In 1946 Dietz joined the Socialist Unity Party of Germany (SED). In 1947 he became a founding partner and pro forma namesake of the Dietz Verlag of the Central Committee (ZK) of the SED . Originally, the SED wanted to tie in with the name of the Dietz publishing house of Johann Heinrich Wilhelm Dietz , who published well-known German authors of the labor movement in the 19th and early 20th centuries . The Social Democratic Party of Germany (SPD) appealed against this name because it was claimed for itself. Therefore, on August 18, 1947, the SED, with Karl Dietz as a partner, founded Dietz Verlag GmbH , based in Berlin, some of which also operated under the name Karl-Dietz-Verlag . Since 1999 the name of the publisher is officially Karl Dietz Verlag Berlin GmbH .

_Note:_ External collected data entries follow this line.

//! Keeps the equipment control in step with the room control.

use std::sync::{
    atomic::{AtomicU64, Ordering},
    Arc, Mutex, MutexGuard,
};

use shared::domain::RoomId;
use tokio::{
    sync::{broadcast, mpsc},
    task::{JoinError, JoinSet},
};
use tracing::{debug, error, info};

use crate::{
    control::{EquipmentControl, RoomControl, EQUIPMENT_CONTROL_ID, ROOM_CONTROL_ID},
    render::{EquipmentState, RenderedKind},
    source::PcSource,
};

const OUTCOME_CHANNEL_CAPACITY: usize = 64;

/// What happened to one room change once its request settled.
#[derive(Debug, Clone, Copy, PartialEq, Eq)]
pub enum SyncOutcome {
    Rendered(RenderedKind),
    /// A newer change was issued while this one was in flight; its result was dropped.
    Superseded { sequence: u64, latest: u64 },
}

/// A room change whose Loading state is already on screen.
#[derive(Debug, Clone, PartialEq, Eq)]
pub struct PendingChange {
    pub room_id: RoomId,
    pub sequence: u64,
}

pub struct DropdownSynchronizer<S, R, E> {
    source: S,
    room: R,
    equipment: E,
    // Only bumped while `render` is held, so a check-then-render under `render` is atomic.
    latest: AtomicU64,
    render: Mutex<()>,
    outcomes: broadcast::Sender<SyncOutcome>,
}

impl<S, R, E> DropdownSynchronizer<S, R, E>
where
    S: PcSource,
    R: RoomControl,
    E: EquipmentControl,
{
    pub fn new(source: S, room: R, equipment: E) -> Self {
        let (outcomes, _) = broadcast::channel(OUTCOME_CHANNEL_CAPACITY);
        Self {
            source,
            room,
            equipment,
            latest: AtomicU64::new(0),
            render: Mutex::new(()),
            outcomes,
        }
    }

    pub fn latest_sequence(&self) -> u64 {
        self.latest.load(Ordering::SeqCst)
    }

    pub fn equipment(&self) -> &E {
        &self.equipment
    }

    /// Every settled change, as soon as it settles.
    pub fn subscribe_outcomes(&self) -> broadcast::Receiver<SyncOutcome> {
        self.outcomes.subscribe()
    }

    /// Handles one change signal of the room control.
    pub async fn on_room_changed(&self) -> SyncOutcome {
        let pending = self.begin_change();
        self.complete_change(pending).await
    }

    /// Reads the room and shows Loading. Never suspends.
    pub fn begin_change(&self) -> PendingChange {
        let room_id = self.room.value();
        let sequence = {
            let _render = self.lock_render();
            let sequence = self.latest.fetch_add(1, Ordering::SeqCst) + 1;
            self.equipment
                .replace_options(EquipmentState::Loading.entries());
            sequence
        };
        debug!(
            room_id = %room_id,
            sequence,
            control = ROOM_CONTROL_ID,
            "room changed"
        );
        PendingChange { room_id, sequence }
    }

    /// Fetches the PCs for `pending` and renders the terminal state, unless a
    /// newer change has been issued in the meantime.
    pub async fn complete_change(&self, pending: PendingChange) -> SyncOutcome {
        let PendingChange { room_id, sequence } = pending;
        let result = self.source.fetch_available_pcs(&room_id).await;
        if let Err(err) = &result {
            error!(
                room_id = %room_id,
                sequence,
                kind = err.kind(),
                error = %err,
                "error fetching PCs"
            );
        }

        let state = EquipmentState::from_fetch(&result);
        let outcome = {
            let _render = self.lock_render();
            let latest = self.latest.load(Ordering::SeqCst);
            if latest == sequence {
                self.equipment.replace_options(state.entries());
                SyncOutcome::Rendered(state.kind())
            } else {
                SyncOutcome::Superseded { sequence, latest }
            }
        };

        match outcome {
            SyncOutcome::Rendered(kind) => info!(
                room_id = %room_id,
                sequence,
                control = EQUIPMENT_CONTROL_ID,
                rendered = ?kind,
                "equipment options updated"
            ),
            SyncOutcome::Superseded { latest, .. } => debug!(
                room_id = %room_id,
                sequence,
                latest,
                "dropping stale available_pcs response"
            ),
        }
        // Nobody listening is fine.
        let _ = self.outcomes.send(outcome);
        outcome
    }

    fn lock_render(&self) -> MutexGuard<'_, ()> {
        self.render
            .lock()
            .unwrap_or_else(|poisoned| poisoned.into_inner())
    }
}

impl<S, R, E> DropdownSynchronizer<S, R, E>
where
    S: PcSource + 'static,
    R: RoomControl + 'static,
    E: EquipmentControl + 'static,
{
    /// Wires the synchronizer to a stream of room change signals.
    ///
    /// Each signal is handled in its own task, so a slow response never holds
    /// up the next change. Settled tasks are reaped while the stream is open;
    /// their outcomes go to [`Self::subscribe_outcomes`]. The returned task
    /// finishes once `changes` is closed and every in-flight change has settled.
    pub fn bind(self: Arc<Self>, mut changes: mpsc::Receiver<()>) -> tokio::task::JoinHandle<()> {
        tokio::spawn(async move {
            let mut inflight = JoinSet::new();
            loop {
                tokio::select! {
                    change = changes.recv() => match change {
                        Some(()) => {
                            let pending = self.begin_change();
                            let sync = Arc::clone(&self);
                            inflight.spawn(async move { sync.complete_change(pending).await });
                        }
                        None => break,
                    },
                    Some(joined) = inflight.join_next(), if !inflight.is_empty() => {
                        log_aborted(joined);
                    }
                }
            }

            while let Some(joined) = inflight.join_next().await {
                log_aborted(joined);
            }
            debug!("room change stream closed");
        })
    }
}

fn log_aborted(joined: Result<SyncOutcome, JoinError>) {
    if let Err(err) = joined {
        error!(error = %err, "room change handler aborted");
    }
}

#[cfg(test)]
#[path = "tests/synchronizer_tests.rs"]
mod tests;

In addition to this role, Dietz was able to establish himself as managing director of Greifenverlag as one of the few private publishers in the GDR and developed him into one of the leading literary publishers in the GDR since the 1950s. Dietz set publishing accents by publishing works by left-wing authors from the Weimar Republic , literature in exile during the time of National Socialism, in particular the works of Lion Feuchtwanger , and classic world literature . The Greifenverlag was nationalized only after his death.

Honors

Works (selection)

  • Karl Dietz (under the pseudonym Christoff Dietrich): How do I learn to commute? First introduction to applied practical radiation research. Erfurt 1935.
  • Karl Dietz (under the pseudonym Christoff Dietrich): Disease diagnosis by the pendulum. Practical Guide. Rudolstadt 1936.
  • Karl Dietz: Lion Feuchtwanger in memory. Rudolstadt 1959.
  • Karl Dietz and PG Hesse: Dictionary of Sexology and its Border Areas Rudolstadt 1964.

literature

  • Jens Henkel: The publishing house "Gesundes Leben" Mellenbach-Rudolstadt, from the life reform ideas of Wilhelm Hotz to the pendulum research by Karl Dietz - publishing history and bibliography 1904–1941 . In: Blätter der Gesellschaft für Buchkultur und Geschichte , 6th year, Hain-Verlag Rudolstadt 2002, pp. 83–144.
  • Christian Krause:  Karl Dietz . In: Who was who in the GDR? 5th edition. Volume 1. Ch. Links, Berlin 2010, ISBN 978-3-86153-561-4 .
  • C. Wurm, J. Henkel, G. Ballon: The Greifenverlag zu Rudolstadt 1919–93. Publishing history and bibliography. Wiesbaden 2001.

Web links

Individual evidence

  1. Christoph Links: The fate of the GDR publishers: Privatization and its consequences. Ch.links Verlag , December 17, 2013.